(Beginning of Input)
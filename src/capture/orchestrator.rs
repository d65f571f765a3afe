//! Capture orchestration: mutate, settle, render, restore.
//!
//! A capture temporarily rewrites the target's inline styles so clipped
//! content becomes visible, waits for fonts to settle, hands the document to
//! the rasterizer, and restores the exact prior inline styles whether or not
//! rendering succeeded.

use std::time::Duration;

use crate::capture::clone;
use crate::capture::dependencies::{CaptureDependencies, RasterImage, RenderOptions};
use crate::capture::types::{BackgroundMode, CaptureError};
use crate::dom::{Document, NodeId, StyleValue};

/// Icon font families that load glyphs lazily and need warming before a
/// render, matched by substring against computed `font-family` values.
const ICON_FONT_FAMILIES: &[&str] = &[
    "FontAwesome",
    "Font Awesome",
    "Font Awesome 5",
    "Font Awesome 6",
    "Material Icons",
    "Material Icons Outlined",
    "Material Icons Sharp",
    "Ionicons",
    "Feather",
    "Lucide",
    "Tabler Icons",
];

/// Inline style properties snapshotted before the capture mutates them.
const SNAPSHOT_PROPERTIES: &[&str] = &[
    "overflow",
    "overflow-y",
    "overflow-x",
    "height",
    "max-height",
    "position",
    "z-index",
];

/// Timing knobs for the capture pipeline. Tests shrink these to keep the
/// suite fast; production uses the defaults.
#[derive(Debug, Clone)]
pub struct CaptureOptions {
    /// Extra settle time after fonts report ready.
    pub settle_delay: Duration,
    /// Bound on PNG conversion during clipboard delivery.
    pub blob_timeout: Duration,
    /// Bound on the platform clipboard write.
    pub write_timeout: Duration,
    /// How long the rasterizer may wait for external images.
    pub image_timeout: Duration,
    /// Render scale override; `None` uses the document's device pixel ratio.
    pub scale: Option<f32>,
}

impl Default for CaptureOptions {
    fn default() -> Self {
        Self {
            settle_delay: Duration::from_millis(500),
            blob_timeout: Duration::from_secs(10),
            write_timeout: Duration::from_secs(15),
            image_timeout: Duration::from_secs(15),
            scale: None,
        }
    }
}

impl CaptureOptions {
    /// Options with every delay and timeout collapsed, for tests.
    pub fn immediate() -> Self {
        Self {
            settle_delay: Duration::ZERO,
            blob_timeout: Duration::from_secs(10),
            write_timeout: Duration::from_secs(15),
            image_timeout: Duration::from_secs(15),
            scale: None,
        }
    }
}

/// Snapshot of the target's inline styles taken before capture mutations.
#[derive(Debug)]
pub struct StyleSnapshot {
    target: NodeId,
    entries: Vec<(&'static str, Option<StyleValue>)>,
}

impl StyleSnapshot {
    pub fn take(doc: &Document, target: NodeId) -> Self {
        let entries = SNAPSHOT_PROPERTIES
            .iter()
            .map(|&prop| (prop, doc.inline_style(target, prop).cloned()))
            .collect();
        Self { target, entries }
    }

    /// Puts every snapshotted property back exactly, re-clearing properties
    /// that were absent before the capture.
    pub fn restore(self, doc: &mut Document) {
        for (prop, value) in self.entries {
            doc.set_or_clear_inline_style(self.target, prop, value);
        }
    }
}

/// Rewrites the target so its full scrollable content is visible: overflow
/// forced visible on all axes and height pinned to the scroll height.
fn expand_for_capture(doc: &mut Document, target: NodeId) {
    let scroll_height = doc.node(target).geometry.scroll_height;
    doc.set_inline_style(target, "overflow", StyleValue::new("visible"));
    doc.set_inline_style(target, "overflow-y", StyleValue::new("visible"));
    doc.set_inline_style(target, "overflow-x", StyleValue::new("visible"));
    doc.set_inline_style(target, "height", StyleValue::new(format!("{scroll_height}px")));
    doc.set_inline_style(target, "max-height", StyleValue::new("none"));
}

/// Waits for fonts to finish loading, warms icon fonts referenced anywhere
/// in the target subtree, then sleeps out the settle delay.
async fn settle_fonts(
    doc: &Document,
    target: NodeId,
    deps: &CaptureDependencies,
    options: &CaptureOptions,
) {
    deps.fonts.ready().await;

    for node in doc.descendants(target) {
        let Some(family) = doc.computed_style(node, "font-family") else {
            continue;
        };
        for icon_font in ICON_FONT_FAMILIES {
            if family.contains(icon_font) {
                deps.fonts.warm_glyph(icon_font);
            }
        }
    }

    if !options.settle_delay.is_zero() {
        tokio::time::sleep(options.settle_delay).await;
    }
}

/// Captures `target` as an image.
///
/// The target's inline styles are restored on both the success and failure
/// paths; a failed render never leaves the document mutated. Render failures
/// come back classified as [`CaptureError::Render`].
pub async fn capture_element(
    doc: &mut Document,
    target: NodeId,
    background: BackgroundMode,
    deps: &CaptureDependencies,
    options: &CaptureOptions,
) -> Result<Box<dyn RasterImage>, CaptureError> {
    if !doc.is_attached(target) {
        return Err(CaptureError::DetachedTarget);
    }

    let snapshot = StyleSnapshot::take(doc, target);
    expand_for_capture(doc, target);
    settle_fonts(doc, target, deps, options).await;

    let render_options = RenderOptions {
        use_cors: true,
        allow_taint: false,
        background: background.css_color(),
        scale: options.scale.unwrap_or_else(|| doc.device_pixel_ratio()),
        image_timeout: options.image_timeout,
    };

    let result = {
        let original: &Document = doc;
        let hook = |clone_doc: &mut Document, clone_target: NodeId| {
            clone::prepare_cloned_document(original, target, clone_doc, clone_target);
        };
        deps.rasterizer
            .render(original, target, &render_options, &hook)
            .await
    };

    snapshot.restore(doc);

    result.map_err(|err| {
        let kind = err.classify();
        log::error!("screenshot render failed ({kind:?}): {}", err.message);
        CaptureError::Render {
            kind,
            message: err.message,
        }
    })
}
// CLI integration tests for the pack/inspect/unpack flow.
use std::fs;
use std::path::Path;
use std::process::Command;

use serde_json::Value;

use fragbuf::core::fragment::Fragment;

fn cmd() -> Command {
    let exe = env!("CARGO_BIN_EXE_fragbuf");
    Command::new(exe)
}

fn parse_json(output: &[u8]) -> Value {
    serde_json::from_slice(output).expect("valid json")
}

fn write_fragment(path: &Path, sequence_id: u64, fragment_id: u32, fragment_type: u8, fill: u8) {
    let mut fragment = Fragment::with_header(sequence_id, fragment_id, fragment_type, 4);
    fragment.payload_mut().fill(fill);
    fs::write(path, fragment.as_bytes()).expect("write fragment");
}

#[test]
fn pack_inspect_unpack_flow() {
    let temp = tempfile::tempdir().expect("tempdir");
    let a = temp.path().join("a.frag");
    let b = temp.path().join("b.frag");
    write_fragment(&a, 1, 10, 7, 0xAA);
    write_fragment(&b, 2, 11, 7, 0xBB);
    let container = temp.path().join("packed.frag");

    let pack = cmd()
        .args([
            "pack",
            "--out",
            container.to_str().unwrap(),
            "--sequence-id",
            "900",
            "--fragment-id",
            "5",
            a.to_str().unwrap(),
            b.to_str().unwrap(),
        ])
        .output()
        .expect("pack");
    assert!(pack.status.success(), "pack failed: {:?}", pack);
    let pack_json = parse_json(&pack.stdout);
    assert_eq!(pack_json["packed"], 2);

    let inspect = cmd()
        .args(["inspect", container.to_str().unwrap()])
        .output()
        .expect("inspect");
    assert!(inspect.status.success());
    let summary = parse_json(&inspect.stdout);
    assert_eq!(summary["sequence_id"], 900);
    assert_eq!(summary["fragment_id"], 5);
    assert_eq!(summary["container"]["block_count"], 2);
    assert_eq!(summary["container"]["fragment_type"], 7);
    assert_eq!(summary["container"]["children"][0]["sequence_id"], 900);
    assert_eq!(summary["container"]["children"][1]["sequence_id"], 900);
    assert_eq!(summary["container"]["children"][0]["type"], 7);

    let out_dir = temp.path().join("children");
    let unpack = cmd()
        .args([
            "unpack",
            "--out-dir",
            out_dir.to_str().unwrap(),
            container.to_str().unwrap(),
        ])
        .output()
        .expect("unpack");
    assert!(unpack.status.success());
    let unpack_json = parse_json(&unpack.stdout);
    assert_eq!(unpack_json["unpacked"], 2);

    let first = fs::read(out_dir.join("packed-000.frag")).expect("read child");
    let child = Fragment::from_bytes(first).expect("child image");
    assert_eq!(child.sequence_id(), 900);
    assert_eq!(child.fragment_id(), 10);
    assert!(child.payload().iter().all(|byte| *byte == 0xAA));
}

#[test]
fn pack_rejects_mixed_types_with_a_json_error() {
    let temp = tempfile::tempdir().expect("tempdir");
    let a = temp.path().join("a.frag");
    let b = temp.path().join("b.frag");
    write_fragment(&a, 1, 10, 7, 0xAA);
    write_fragment(&b, 2, 11, 8, 0xBB);
    let container = temp.path().join("packed.frag");

    let pack = cmd()
        .args([
            "pack",
            "--out",
            container.to_str().unwrap(),
            "--sequence-id",
            "900",
            a.to_str().unwrap(),
            b.to_str().unwrap(),
        ])
        .output()
        .expect("pack");
    assert!(!pack.status.success());
    assert_eq!(pack.status.code(), Some(3));
    let err_json = parse_json(&pack.stderr);
    assert_eq!(err_json["error"]["kind"], "WrongFragmentType");
}

#[test]
fn inspect_rejects_a_truncated_image() {
    let temp = tempfile::tempdir().expect("tempdir");
    let path = temp.path().join("bad.frag");
    fs::write(&path, [0u8; 11]).expect("write");

    let inspect = cmd()
        .args(["inspect", path.to_str().unwrap()])
        .output()
        .expect("inspect");
    assert!(!inspect.status.success());
    assert_eq!(inspect.status.code(), Some(1));
    let err_json = parse_json(&inspect.stderr);
    assert_eq!(err_json["error"]["kind"], "InvalidFormat");
}
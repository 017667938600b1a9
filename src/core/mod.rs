// Core modules implementing fragments, container packing, events, and errors.
pub mod container;
pub mod error;
pub mod event;
pub mod fragment;
pub mod loader;
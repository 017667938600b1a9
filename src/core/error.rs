// Typed errors shared by the fragment, container, and event layers.
use std::error::Error as StdError;
use std::fmt;
use std::path::PathBuf;

#[derive(Clone, Copy, Debug, Eq, PartialEq)]
pub enum ErrorKind {
    /// A buffer claiming to be a container lacks the magic word or declares
    /// sizes that do not match its actual layout.
    InvalidFormat,
    /// A fragment handed to the loader is not a fresh header+metadata shell.
    InvalidFragment,
    /// A child's type tag conflicts with the container's established type.
    WrongFragmentType,
    /// An empty fragment handle was inserted into a raw event.
    NullInsertion,
    /// The growth policy could not obtain the requested capacity.
    Allocation,
    Usage,
    Io,
}

#[derive(Debug)]
pub struct Error {
    kind: ErrorKind,
    message: Option<String>,
    hint: Option<String>,
    path: Option<PathBuf>,
    sequence_id: Option<u64>,
    offset: Option<u64>,
    source: Option<Box<dyn StdError + Send + Sync>>,
}

impl Error {
    pub fn new(kind: ErrorKind) -> Self {
        Self {
            kind,
            message: None,
            hint: None,
            path: None,
            sequence_id: None,
            offset: None,
            source: None,
        }
    }

    pub fn kind(&self) -> ErrorKind {
        self.kind
    }

    pub fn hint(&self) -> Option<&str> {
        self.hint.as_deref()
    }

    pub fn with_message(mut self, message: impl Into<String>) -> Self {
        self.message = Some(message.into());
        self
    }

    pub fn with_hint(mut self, hint: impl Into<String>) -> Self {
        self.hint = Some(hint.into());
        self
    }

    pub fn with_path(mut self, path: impl Into<PathBuf>) -> Self {
        self.path = Some(path.into());
        self
    }

    pub fn with_sequence_id(mut self, sequence_id: u64) -> Self {
        self.sequence_id = Some(sequence_id);
        self
    }

    pub fn with_offset(mut self, offset: u64) -> Self {
        self.offset = Some(offset);
        self
    }

    pub fn with_source(mut self, source: impl StdError + Send + Sync + 'static) -> Self {
        self.source = Some(Box::new(source));
        self
    }
}

impl fmt::Display for Error {
    fn fmt(&self, f: &mut fmt::Formatter<'_>) -> fmt::Result {
        write!(f, "{:?}", self.kind)?;
        if let Some(message) = &self.message {
            write!(f, ": {message}")?;
        }
        if let Some(path) = &self.path {
            write!(f, " (path: {})", path.display())?;
        }
        if let Some(sequence_id) = self.sequence_id {
            write!(f, " (sequence: {sequence_id})")?;
        }
        if let Some(offset) = self.offset {
            write!(f, " (offset: {offset})")?;
        }
        Ok(())
    }
}

impl StdError for Error {
    fn source(&self) -> Option<&(dyn StdError + 'static)> {
        self.source
            .as_ref()
            .map(|source| source.as_ref() as &(dyn StdError + 'static))
    }
}

pub fn to_exit_code(kind: ErrorKind) -> i32 {
    match kind {
        ErrorKind::InvalidFormat => 1,
        ErrorKind::InvalidFragment => 2,
        ErrorKind::WrongFragmentType => 3,
        ErrorKind::NullInsertion => 4,
        ErrorKind::Allocation => 5,
        ErrorKind::Usage => 6,
        ErrorKind::Io => 7,
    }
}
pub mod common;
pub mod quick_sort_par;
pub mod quick_sort_seq;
(End of Input)
◆ **Work instructions**:
Would you copy out each line of the records above where the word "uses" occurs?

◆ **Answer box**:
/// suite fast; production uses the defaults.
    /// Render scale override; `None` uses the document's device pixel ratio.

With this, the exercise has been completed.